Remix.run Logo
Qwertious 6 days ago

(Not an expert but) Chinese writing is hieroglyphic, wheres 'western writing' is phonetic. Western writing has a very small character set and is thus well-suited to a printing press, whereas hieroglyphics have thousands of characters (for thousands of concepts) but aren't fundamentally linked to the language like western characters are.

mbs159 a day ago | parent | next [-]

> Western writing has a very small character set

If you include all of the Latin-script characters, Cyrillic, Greek, accent symbols and ligatures, you'd have over 300 characters, and that is a very conservative estimate

UncleMeat 5 days ago | parent | prev | next [-]

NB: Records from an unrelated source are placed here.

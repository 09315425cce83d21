use axum::{
    http::StatusCode,
    response::{IntoResponse, Response},
};
use thiserror::Error;

use crate::response::{ApiResponse, Meta};

#[derive(Debug, Error)]
pub enum AppError {
    #[error("Not Found")]
    NotFound,

    #[error("{0}")]
    BadRequest(String),

    #[error("{0}")]
    Unauthorized(String),

    #[error("Forbidden")]
    Forbidden,

    #[error("Database error")]
    DbError(#[from] sqlx::Error),

    #[error("Database error")]
    OrmError(#[from] sea_orm::DbErr),

    #[error("Internal Server Error")]
    Internal(#[from] anyhow::Error),
}

impl IntoResponse for AppError {
    fn into_response(self) -> Response {
        let status = match &self {
            AppError::NotFound => StatusCode::NOT_FOUND,
            AppError::BadRequest(_) => StatusCode::BAD_REQUEST,
            AppError::Unauthorized(_) => StatusCode::UNAUTHORIZED,
            AppError::Forbidden => StatusCode::FORBIDDEN,
            AppError::DbError(_) | AppError::OrmError(_) | AppError::Internal(_) => {
                StatusCode::INTERNAL_SERVER_ERROR
            }
        };

        // Server faults keep their detail in the log, not the response body.
        match &self {
            AppError::DbError(err) => tracing::error!(error = %err, "database error"),
            AppError::OrmError(err) => tracing::error!(error = %err, "database error"),
            AppError::Internal(err) => tracing::error!(error = %err, "internal error"),
            _ => {}
        }

        let body = ApiResponse::<serde_json::Value> {
            success: false,
            message: self.to_string(),
            data: None,
            meta: Some(Meta::empty()),
        };

        (status, axum::Json(body)).into_response()
    }
}

pub type AppResult<T> = Result<T, AppError>;
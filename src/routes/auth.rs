use axum::{
    Json, Router,
    extract::State,
    http::StatusCode,
    routing::{get, post},
};

use crate::{
    dto::auth::{LoginRequest, LoginResponse, RegisterRequest},
    error::AppResult,
    middleware::auth::AuthUser,
    models::UserPublic,
    response::ApiResponse,
    services::auth_service,
    state::AppState,
};

pub fn router() -> Router<AppState> {
    Router::new()
        .route("/register", post(register))
        .route("/login", post(login))
        .route("/me", get(me))
}

#[utoipa::path(
    post,
    path = "/api/auth/register",
    request_body = RegisterRequest,
    responses(
        (status = 201, description = "Register user", body = ApiResponse<UserPublic>),
        (status = 400, description = "Invalid input or duplicate email")
    ),
    tag = "Auth"
)]
pub async fn register(
    State(state): State<AppState>,
    Json(payload): Json<RegisterRequest>,
) -> AppResult<(StatusCode, Json<ApiResponse<UserPublic>>)> {
    let resp = auth_service::register_user(&state.pool, payload).await?;
    Ok((StatusCode::CREATED, Json(resp)))
}

#[utoipa::path(
    post,
    path = "/api/auth/login",
    request_body = LoginRequest,
    responses(
        (status = 200, description = "Login user", body = ApiResponse<LoginResponse>),
        (status = 400, description = "Invalid credentials")
    ),
    tag = "Auth"
)]
pub async fn login(
    State(state): State<AppState>,
    Json(payload): Json<LoginRequest>,
) -> AppResult<Json<ApiResponse<LoginResponse>>> {
    let resp = auth_service::login_user(&state.pool, payload).await?;
    Ok(Json(resp))
}

#[utoipa::path(
    get,
    path = "/api/auth/me",
    responses(
        (status = 200, description = "Current user", body = ApiResponse<UserPublic>),
        (status = 401, description = "Missing or invalid token")
    ),
    security(("bearer_auth" = [])),
    tag = "Auth"
)]
pub async fn me(
    State(state): State<AppState>,
    user: AuthUser,
) -> AppResult<Json<ApiResponse<UserPublic>>> {
    let resp = auth_service::current_user(&state.pool, &user).await?;
    Ok(Json(resp))
}
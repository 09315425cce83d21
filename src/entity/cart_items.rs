use sea_orm::entity::prelude::*;

use crate::models::Category;

// No relation to products: lines carry their own copy of the fields.
#[derive(Clone, Debug, PartialEq, DeriveEntityModel)]
#[sea_orm(table_name = "cart_items")]
pub struct Model {
    #[sea_orm(primary_key)]
    pub id: Uuid,
    pub session_id: String,
    pub product_id: Uuid,
    pub name: String,
    pub price: i64,
    pub category: Category,
    pub image: Option<String>,
    pub quantity: i32,
    pub created_at: DateTimeWithTimeZone,
}

#[derive(Copy, Clone, Debug, EnumIter, DeriveRelation)]
pub enum Relation {}

impl ActiveModelBehavior for ActiveModel {}
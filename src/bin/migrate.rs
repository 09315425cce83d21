use sportzone_api::{config::AppConfig, db::create_pool};

#[tokio::main]
async fn main() -> anyhow::Result<()> {
    dotenvy::dotenv().ok();
    let config = AppConfig::from_env()?;
    let pool = create_pool(&config.database_url).await?;
    sqlx::migrate!("./migrations").run(&pool).await?;
    println!("Migrations applied");
    Ok(())
}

> Western writing has a very small character set and is thus well-suited to a printing press

This is vastly overstated. This was a widely popularized idea in the west but has largely been debunked by more recent scholarship that is less interested in demonstrating the superiority of the west.

adrianN 4 days ago | parent [-]

Do you have links to relevant research?

UncleMeat 4 days ago | parent [-]

Tom Mullaney at Stanford has a good book on chinese typewriters (this narrative is usually presented against both printing presses and typewriters) and is a good entrance into the intersection of chinese script and technology.

History research is typically published in books rather than papers, so it isn't content I can link to directly.

Nicook 5 days ago | parent | prev [-]

this is why Mesopotamian and Egyptian writing are upstream of so much.